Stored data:
>>>>

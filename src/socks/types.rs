//! SOCKS5 type definitions
//!
//! Defines the core types used in SOCKS5 protocol handling.

use super::consts::*;
use crate::error::Socks5Error;
use bytes::{BufMut, BytesMut};
use std::fmt;
use std::net::{IpAddr, Ipv4Addr, SocketAddr};

/// SOCKS5 command types
#[derive(Debug, Clone, Copy, PartialEq, Eq)]
pub enum Command {
    /// TCP CONNECT - establish a TCP connection to target
    Connect,
    /// TCP BIND - wait for incoming connection (not implemented)
    Bind,
    /// UDP ASSOCIATE - establish UDP relay (not implemented)
    Associate,
}

impl Command {
    /// Parse a command byte
    pub fn from_byte(byte: u8) -> Option<Self> {
        match byte {
            SOCKS5_CMD_TCP_CONNECT => Some(Command::Connect),
            SOCKS5_CMD_TCP_BIND => Some(Command::Bind),
            SOCKS5_CMD_UDP_ASSOCIATE => Some(Command::Associate),
            _ => None,
        }
    }
}

impl fmt::Display for Command {
    fn fmt(&self, f: &mut fmt::Formatter<'_>) -> fmt::Result {
        match self {
            Command::Connect => write!(f, "CONNECT"),
            Command::Bind => write!(f, "BIND"),
            Command::Associate => write!(f, "ASSOCIATE"),
        }
    }
}

/// Destination or bind address of a request or reply.
///
/// On the wire exactly one of `fqdn` and `ip` is present. After name
/// resolution both may be set: the name is kept for diagnostics and the
/// address is used for transport.
#[derive(Debug, Clone, PartialEq, Eq, Default)]
pub struct AddrSpec {
    /// Domain name, if the client sent one
    pub fqdn: Option<String>,
    /// Raw or resolved IP address
    pub ip: Option<IpAddr>,
    /// Port number
    pub port: u16,
}

impl AddrSpec {
    /// Create an address from an IP and port
    pub fn from_ip(ip: IpAddr, port: u16) -> Self {
        AddrSpec {
            fqdn: None,
            ip: Some(ip),
            port,
        }
    }

    /// Create an address from a domain name and port
    pub fn from_domain(fqdn: impl Into<String>, port: u16) -> Self {
        AddrSpec {
            fqdn: Some(fqdn.into()),
            ip: None,
            port,
        }
    }

    /// The all-zero IPv4 address used when a reply carries no meaningful address
    pub fn unspecified() -> Self {
        AddrSpec::from_ip(IpAddr::V4(Ipv4Addr::UNSPECIFIED), 0)
    }

    /// Socket address for dialing, available once an IP is known
    pub fn socket_addr(&self) -> Option<SocketAddr> {
        self.ip.map(|ip| SocketAddr::new(ip, self.port))
    }

    /// Address type byte this address encodes as
    pub fn addr_type(&self) -> u8 {
        match (&self.fqdn, self.ip) {
            (Some(_), _) => SOCKS5_ADDR_TYPE_DOMAIN,
            (None, Some(ip)) if as_ipv4(ip).is_some() => SOCKS5_ADDR_TYPE_IPV4,
            (None, Some(_)) => SOCKS5_ADDR_TYPE_IPV6,
            (None, None) => SOCKS5_ADDR_TYPE_IPV4,
        }
    }

    /// Encode `ATYP | ADDR | PORT` into `buf`.
    ///
    /// A domain name takes precedence over an IP. An IP that maps cleanly
    /// onto four bytes is written as IPv4. With neither field populated the
    /// zero IPv4 address is written.
    pub fn encode(&self, buf: &mut BytesMut) -> Result<(), Socks5Error> {
        match (&self.fqdn, self.ip) {
            (Some(fqdn), _) => {
                if fqdn.len() > MAX_DOMAIN_LEN {
                    return Err(Socks5Error::InvalidDomain(fqdn.clone()));
                }
                buf.put_u8(SOCKS5_ADDR_TYPE_DOMAIN);
                buf.put_u8(fqdn.len() as u8);
                buf.put_slice(fqdn.as_bytes());
            }
            (None, Some(ip)) => match (as_ipv4(ip), ip) {
                (Some(v4), _) => {
                    buf.put_u8(SOCKS5_ADDR_TYPE_IPV4);
                    buf.put_slice(&v4.octets());
                }
                (None, IpAddr::V6(v6)) => {
                    buf.put_u8(SOCKS5_ADDR_TYPE_IPV6);
                    buf.put_slice(&v6.octets());
                }
                (None, IpAddr::V4(v4)) => {
                    buf.put_u8(SOCKS5_ADDR_TYPE_IPV4);
                    buf.put_slice(&v4.octets());
                }
            },
            (None, None) => {
                buf.put_u8(SOCKS5_ADDR_TYPE_IPV4);
                buf.put_slice(&Ipv4Addr::UNSPECIFIED.octets());
            }
        }
        buf.put_u16(self.port);
        Ok(())
    }

    /// Encode the address into a fresh buffer
    pub fn to_bytes(&self) -> Result<Vec<u8>, Socks5Error> {
        let mut buf = BytesMut::with_capacity(1 + 1 + MAX_DOMAIN_LEN + 2);
        self.encode(&mut buf)?;
        Ok(buf.to_vec())
    }
}

/// IPv4 view of an address, including IPv4-mapped IPv6 addresses
fn as_ipv4(ip: IpAddr) -> Option<Ipv4Addr> {
    match ip {
        IpAddr::V4(v4) => Some(v4),
        IpAddr::V6(v6) => v6.to_ipv4_mapped(),
    }
}

impl From<SocketAddr> for AddrSpec {
    fn from(addr: SocketAddr) -> Self {
        AddrSpec::from_ip(addr.ip(), addr.port())
    }
}

impl fmt::Display for AddrSpec {
    fn fmt(&self, f: &mut fmt::Formatter<'_>) -> fmt::Result {
        match (&self.fqdn, self.ip) {
            (Some(fqdn), Some(ip)) => write!(f, "{} ({}):{}", fqdn, ip, self.port),
            (Some(fqdn), None) => write!(f, "{}:{}", fqdn, self.port),
            (None, Some(ip)) => write!(f, "{}", SocketAddr::new(ip, self.port)),
            (None, None) => write!(f, "<unspecified>:{}", self.port),
        }
    }
}

/// Outcome of a successful authentication exchange
#[derive(Debug, Clone, PartialEq, Eq)]
pub struct AuthContext {
    /// Method code that was negotiated
    pub method: u8,
    /// Authenticated username, for username/password sessions
    pub username: Option<String>,
}

impl AuthContext {
    /// Context for a session that negotiated "no authentication"
    pub fn anonymous() -> Self {
        AuthContext {
            method: SOCKS5_AUTH_METHOD_NONE,
            username: None,
        }
    }
}

/// A parsed request, as seen by rules and rewriters
#[derive(Debug, Clone)]
pub struct Request {
    /// Requested command
    pub command: Command,
    /// Effective destination, after resolution and rewriting
    pub dest_addr: AddrSpec,
    /// Destination exactly as the client asked for it
    pub requested_addr: AddrSpec,
    /// Client source address
    pub remote_addr: SocketAddr,
    /// Authentication outcome for this session
    pub auth: AuthContext,
}

#[cfg(test)]
mod tests {
    use super::*;
    use std::net::Ipv6Addr;

    #[test]
    fn test_command_from_byte() {
        assert_eq!(Command::from_byte(1), Some(Command::Connect));
        assert_eq!(Command::from_byte(2), Some(Command::Bind));
        assert_eq!(Command::from_byte(3), Some(Command::Associate));
        assert_eq!(Command::from_byte(0), None);
        assert_eq!(Command::from_byte(0x99), None);
    }

    #[test]
    fn test_command_display() {
        assert_eq!(Command::Connect.to_string(), "CONNECT");
        assert_eq!(Command::Associate.to_string(), "ASSOCIATE");
    }

    #[test]
    fn test_addr_spec_encode_ipv4() {
        let addr = AddrSpec::from_ip(IpAddr::V4(Ipv4Addr::new(192, 168, 1, 1)), 8080);
        let bytes = addr.to_bytes().unwrap();
        assert_eq!(bytes, vec![SOCKS5_ADDR_TYPE_IPV4, 192, 168, 1, 1, 0x1F, 0x90]);
    }

    #[test]
    fn test_addr_spec_encode_ipv6() {
        let addr = AddrSpec::from_ip(IpAddr::V6(Ipv6Addr::LOCALHOST), 443);
        let bytes = addr.to_bytes().unwrap();
        assert_eq!(bytes[0], SOCKS5_ADDR_TYPE_IPV6);
        assert_eq!(bytes.len(), 1 + 16 + 2);
        assert_eq!(&bytes[17..], &443u16.to_be_bytes());
    }

    #[test]
    fn test_addr_spec_encode_mapped_ipv6_as_ipv4() {
        let mapped = Ipv4Addr::new(10, 1, 2, 3).to_ipv6_mapped();
        let addr = AddrSpec::from_ip(IpAddr::V6(mapped), 80);
        assert_eq!(addr.addr_type(), SOCKS5_ADDR_TYPE_IPV4);
        assert_eq!(addr.to_bytes().unwrap(), vec![1, 10, 1, 2, 3, 0, 80]);
    }

    #[test]
    fn test_addr_spec_encode_domain_wins_over_ip() {
        let mut addr = AddrSpec::from_domain("example.com", 443);
        addr.ip = Some(IpAddr::V4(Ipv4Addr::new(93, 184, 216, 34)));
        let bytes = addr.to_bytes().unwrap();
        assert_eq!(bytes[0], SOCKS5_ADDR_TYPE_DOMAIN);
        assert_eq!(bytes[1], 11);
        assert_eq!(&bytes[2..13], b"example.com");
        assert_eq!(&bytes[13..], &443u16.to_be_bytes());
    }

    #[test]
    fn test_addr_spec_encode_empty_is_zero_ipv4() {
        let bytes = AddrSpec::default().to_bytes().unwrap();
        assert_eq!(bytes, vec![SOCKS5_ADDR_TYPE_IPV4, 0, 0, 0, 0, 0, 0]);
        assert_eq!(AddrSpec::unspecified().to_bytes().unwrap(), bytes);
    }

    #[test]
    fn test_addr_spec_encode_domain_too_long() {
        let addr = AddrSpec::from_domain("a".repeat(256), 80);
        assert!(matches!(addr.to_bytes(), Err(Socks5Error::InvalidDomain(_))));
    }

    #[test]
    fn test_addr_spec_display() {
        let mut addr = AddrSpec::from_domain("example.com", 80);
        assert_eq!(addr.to_string(), "example.com:80");
        addr.ip = Some(IpAddr::V4(Ipv4Addr::LOCALHOST));
        assert_eq!(addr.to_string(), "example.com (127.0.0.1):80");

        let addr = AddrSpec::from_ip(IpAddr::V6(Ipv6Addr::LOCALHOST), 22);
        assert_eq!(addr.to_string(), "[::1]:22");
    }

    #[test]
    fn test_addr_spec_socket_addr() {
        assert!(AddrSpec::from_domain("example.com", 80).socket_addr().is_none());
        let addr: SocketAddr = "127.0.0.1:9000".parse().unwrap();
        assert_eq!(AddrSpec::from(addr).socket_addr(), Some(addr));
    }
}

<<<<

WORK INSTRUCTIONS ->
Given the records above, reproduce precisely and only the lines between the line holding "assert_eq!(Command::from_byte(2), Some(Command::Bind));" and the line holding "addr.ip = Some(IpAddr::V4(Ipv4Addr::new(93, 184, 216, 34)));", inclusive.

OUTPUT OF THE EXERCISE ->
        assert_eq!(Command::from_byte(2), Some(Command::Bind));
        assert_eq!(Command::from_byte(3), Some(Command::Associate));
        assert_eq!(Command::from_byte(0), None);
        assert_eq!(Command::from_byte(0x99), None);
    }

    #[test]
    fn test_command_display() {
        assert_eq!(Command::Connect.to_string(), "CONNECT");
        assert_eq!(Command::Associate.to_string(), "ASSOCIATE");
    }

    #[test]
    fn test_addr_spec_encode_ipv4() {
        let addr = AddrSpec::from_ip(IpAddr::V4(Ipv4Addr::new(192, 168, 1, 1)), 8080);
        let bytes = addr.to_bytes().unwrap();
        assert_eq!(bytes, vec![SOCKS5_ADDR_TYPE_IPV4, 192, 168, 1, 1, 0x1F, 0x90]);
    }

    #[test]
    fn test_addr_spec_encode_ipv6() {
        let addr = AddrSpec::from_ip(IpAddr::V6(Ipv6Addr::LOCALHOST), 443);
        let bytes = addr.to_bytes().unwrap();
        assert_eq!(bytes[0], SOCKS5_ADDR_TYPE_IPV6);
        assert_eq!(bytes.len(), 1 + 16 + 2);
        assert_eq!(&bytes[17..], &443u16.to_be_bytes());
    }

    #[test]
    fn test_addr_spec_encode_mapped_ipv6_as_ipv4() {
        let mapped = Ipv4Addr::new(10, 1, 2, 3).to_ipv6_mapped();
        let addr = AddrSpec::from_ip(IpAddr::V6(mapped), 80);
        assert_eq!(addr.addr_type(), SOCKS5_ADDR_TYPE_IPV4);
        assert_eq!(addr.to_bytes().unwrap(), vec![1, 10, 1, 2, 3, 0, 80]);
    }

    #[test]
    fn test_addr_spec_encode_domain_wins_over_ip() {
        let mut addr = AddrSpec::from_domain("example.com", 443);
        addr.ip = Some(IpAddr::V4(Ipv4Addr::new(93, 184, 216, 34)));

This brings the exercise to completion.